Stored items
..............................

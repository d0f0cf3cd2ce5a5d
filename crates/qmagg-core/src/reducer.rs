//! Per-network reduction of score records.
//!
//! For every (instance, shuffle) the best level is selected (highest score,
//! ties to the lowest level). Shuffles are then averaged per instance and
//! instances are averaged with equal weight into a [`NetworkSummary`].
//!
//! Runs carrying different algorithm params are reduced independently and
//! the params variant with the highest mean represents the network.

use std::collections::BTreeMap;

use serde::{Deserialize, Serialize};

use crate::score::ScoreRecord;
use crate::stats::SampleStats;

/// Expected evaluation grid of a network.
///
/// When given, `(instance, shuffle)` pairs of the grid that produced no
/// record at all are counted as fails.
#[derive(Debug, Clone, Copy, PartialEq, Eq, Serialize, Deserialize)]
pub struct Expectation {
    pub instances: u32,
    pub shuffles: u32,
}

/// Largest expected grid accepted by configuration validation.
pub const MAX_EXPECTED_RUNS: u32 = 1_000_000;

impl Expectation {
    /// Expected (instance, shuffle) runs, saturating at `u32::MAX`.
    pub fn runs(&self) -> u32 {
        self.instances.saturating_mul(self.shuffles)
    }

    /// Expected runs, `None` when the product overflows.
    pub fn checked_runs(&self) -> Option<u32> {
        self.instances.checked_mul(self.shuffles)
    }
}

/// Best level of one (instance, shuffle) run.
#[derive(Debug, Clone, Copy, PartialEq)]
pub struct LevelBest {
    pub value: f64,
    pub level: u32,
}

/// Reduction of one network instance over its shuffles.
#[derive(Debug, Clone, PartialEq)]
pub struct InstanceAggregate {
    pub instance: u32,
    /// Best value of the representative (lowest usable) shuffle.
    pub best_value: f64,
    pub best_level: u32,
    /// Best-level values of the usable shuffles, in shuffle order.
    pub shuffle_values: Vec<f64>,
    pub mean: f64,
    pub stddev: f64,
    pub count: u32,
    pub fails: u32,
}

impl InstanceAggregate {
    fn from_shuffles(instance: u32, shuffles: &BTreeMap<u32, Option<LevelBest>>) -> Self {
        let representative = shuffles.values().flatten().next().copied();
        let stats: SampleStats = shuffles.values().flatten().map(|b| b.value).collect();
        let fails = shuffles.values().filter(|b| b.is_none()).count() as u32;
        Self {
            instance,
            best_value: representative.map(|b| b.value).unwrap_or(0.0),
            best_level: representative.map(|b| b.level).unwrap_or(0),
            shuffle_values: stats.values().to_vec(),
            mean: stats.mean(),
            stddev: stats.sample_stddev(),
            count: stats.count(),
            fails,
        }
    }
}

/// Aggregated evaluation of one network.
#[derive(Debug, Clone, Default, PartialEq, Serialize, Deserialize)]
pub struct NetworkSummary {
    /// Mean of the per-instance means.
    pub mean_over_instances: f64,
    /// Sample standard deviation of the per-instance means.
    pub stddev_over_instances: f64,
    /// Instances with at least one usable shuffle.
    pub instance_count: u32,
    /// Failed (instance, shuffle) runs over all instances.
    pub total_fails: u32,
    /// Lowest per-(instance, shuffle) best value.
    pub min: f64,
    /// Highest per-(instance, shuffle) best value.
    pub max: f64,
    /// Instances without any usable shuffle.
    pub instance_fails: u32,
    /// Mean over all usable (instance, shuffle) best values.
    pub shuffle_mean: f64,
    /// Per-instance shuffle deviations averaged with shuffle-count weights.
    pub shuffle_stddev: f64,
    /// Usable (instance, shuffle) runs.
    pub shuffle_count: u32,
    /// Algorithm params of the winning variant.
    #[serde(default, skip_serializing_if = "Option::is_none")]
    pub params: Option<String>,
}

impl NetworkSummary {
    pub fn from_instances(instances: &[InstanceAggregate], params: Option<String>) -> Self {
        let usable: Vec<&InstanceAggregate> = instances.iter().filter(|i| i.count > 0).collect();
        let means: SampleStats = usable.iter().map(|i| i.mean).collect();
        let pooled: SampleStats = usable
            .iter()
            .flat_map(|i| i.shuffle_values.iter().copied())
            .collect();

        let shuffle_count = pooled.count();
        let shuffle_stddev = if shuffle_count > 0 {
            usable
                .iter()
                .map(|i| i.stddev * f64::from(i.count))
                .sum::<f64>()
                / f64::from(shuffle_count)
        } else {
            0.0
        };

        Self {
            mean_over_instances: means.mean(),
            stddev_over_instances: means.sample_stddev(),
            instance_count: means.count(),
            total_fails: instances.iter().map(|i| i.fails).sum(),
            min: pooled.min(),
            max: pooled.max(),
            instance_fails: (instances.len() - usable.len()) as u32,
            shuffle_mean: pooled.mean(),
            shuffle_stddev,
            shuffle_count,
            params,
        }
    }

    pub fn has_results(&self) -> bool {
        self.instance_count > 0
    }
}

/// Full reduction result for one network.
#[derive(Debug, Clone, PartialEq)]
pub struct NetworkReduction {
    pub network: String,
    pub instances: Vec<InstanceAggregate>,
    pub summary: NetworkSummary,
}

/// Reduce all records of one network into a [`NetworkReduction`].
///
/// Records are expected to share one network key; params variants among them
/// are reduced separately and the best variant is returned.
pub fn reduce_network(
    network: &str,
    records: &[ScoreRecord],
    expectation: Option<Expectation>,
) -> NetworkReduction {
    let mut variants: BTreeMap<Option<String>, Vec<&ScoreRecord>> = BTreeMap::new();
    for record in records {
        variants
            .entry(record.identity.name.params.clone())
            .or_default()
            .push(record);
    }
    if variants.is_empty() {
        variants.insert(None, Vec::new());
    }

    let reduced: Vec<NetworkReduction> = variants
        .into_iter()
        .map(|(params, recs)| reduce_variant(network, params, &recs, expectation))
        .collect();

    let mut best: Option<&NetworkReduction> = None;
    for candidate in reduced.iter().filter(|r| r.summary.has_results()) {
        match best {
            Some(b) if candidate.summary.mean_over_instances <= b.summary.mean_over_instances => {}
            _ => best = Some(candidate),
        }
    }

    match best {
        Some(b) => {
            tracing::debug!(
                event = "reduce.network",
                network = %network,
                params = b.summary.params.as_deref().unwrap_or(""),
                mean = b.summary.mean_over_instances,
                instances = b.summary.instance_count,
                fails = b.summary.total_fails,
            );
            b.clone()
        }
        None => {
            // Nothing usable in any variant: report every attempted run as failed.
            let instances: Vec<InstanceAggregate> =
                reduced.iter().flat_map(|r| r.instances.clone()).collect();
            let summary = NetworkSummary {
                total_fails: reduced.iter().map(|r| r.summary.total_fails).sum(),
                instance_fails: reduced.iter().map(|r| r.summary.instance_fails).sum(),
                ..NetworkSummary::default()
            };
            tracing::warn!(
                event = "reduce.no_results",
                network = %network,
                fails = summary.total_fails,
                "network has no usable results"
            );
            NetworkReduction {
                network: network.to_string(),
                instances,
                summary,
            }
        }
    }
}

fn reduce_variant(
    network: &str,
    params: Option<String>,
    records: &[&ScoreRecord],
    expectation: Option<Expectation>,
) -> NetworkReduction {
    let mut sorted = records.to_vec();
    sorted.sort_by(|a, b| {
        a.identity
            .run_order(&b.identity)
            .then_with(|| a.source_path.cmp(&b.source_path))
    });

    // instance -> shuffle -> best level
    let mut grid: BTreeMap<u32, BTreeMap<u32, Option<LevelBest>>> = BTreeMap::new();
    if let Some(exp) = expectation {
        for instance in 0..exp.instances {
            let shuffles = grid.entry(instance).or_default();
            for shuffle in 0..exp.shuffles {
                shuffles.insert(shuffle, None);
            }
        }
    }
    for record in sorted {
        let slot = grid
            .entry(record.identity.instance_index())
            .or_default()
            .entry(record.identity.shuffle_index())
            .or_default();
        if let Some(value) = record.score() {
            // Levels arrive in ascending order: strict `>` keeps the lowest on ties.
            match slot {
                Some(best) if value <= best.value => {}
                _ => {
                    *slot = Some(LevelBest {
                        value,
                        level: record.identity.level,
                    })
                }
            }
        }
    }

    let instances: Vec<InstanceAggregate> = grid
        .iter()
        .map(|(&instance, shuffles)| InstanceAggregate::from_shuffles(instance, shuffles))
        .collect();
    let summary = NetworkSummary::from_instances(&instances, params);

    NetworkReduction {
        network: network.to_string(),
        instances,
        summary,
    }
}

..............................

Exercise aim: Restate the data verbatim through the "per instance and" line.

Exercise result:
repository d0f0cf3cd2ce5a5d
filename crates/qmagg-core/src/reducer.rs
//! Per-network reduction of score records.
//!
//! For every (instance, shuffle) the best level is selected (highest score,
//! ties to the lowest level). Shuffles are then averaged per instance and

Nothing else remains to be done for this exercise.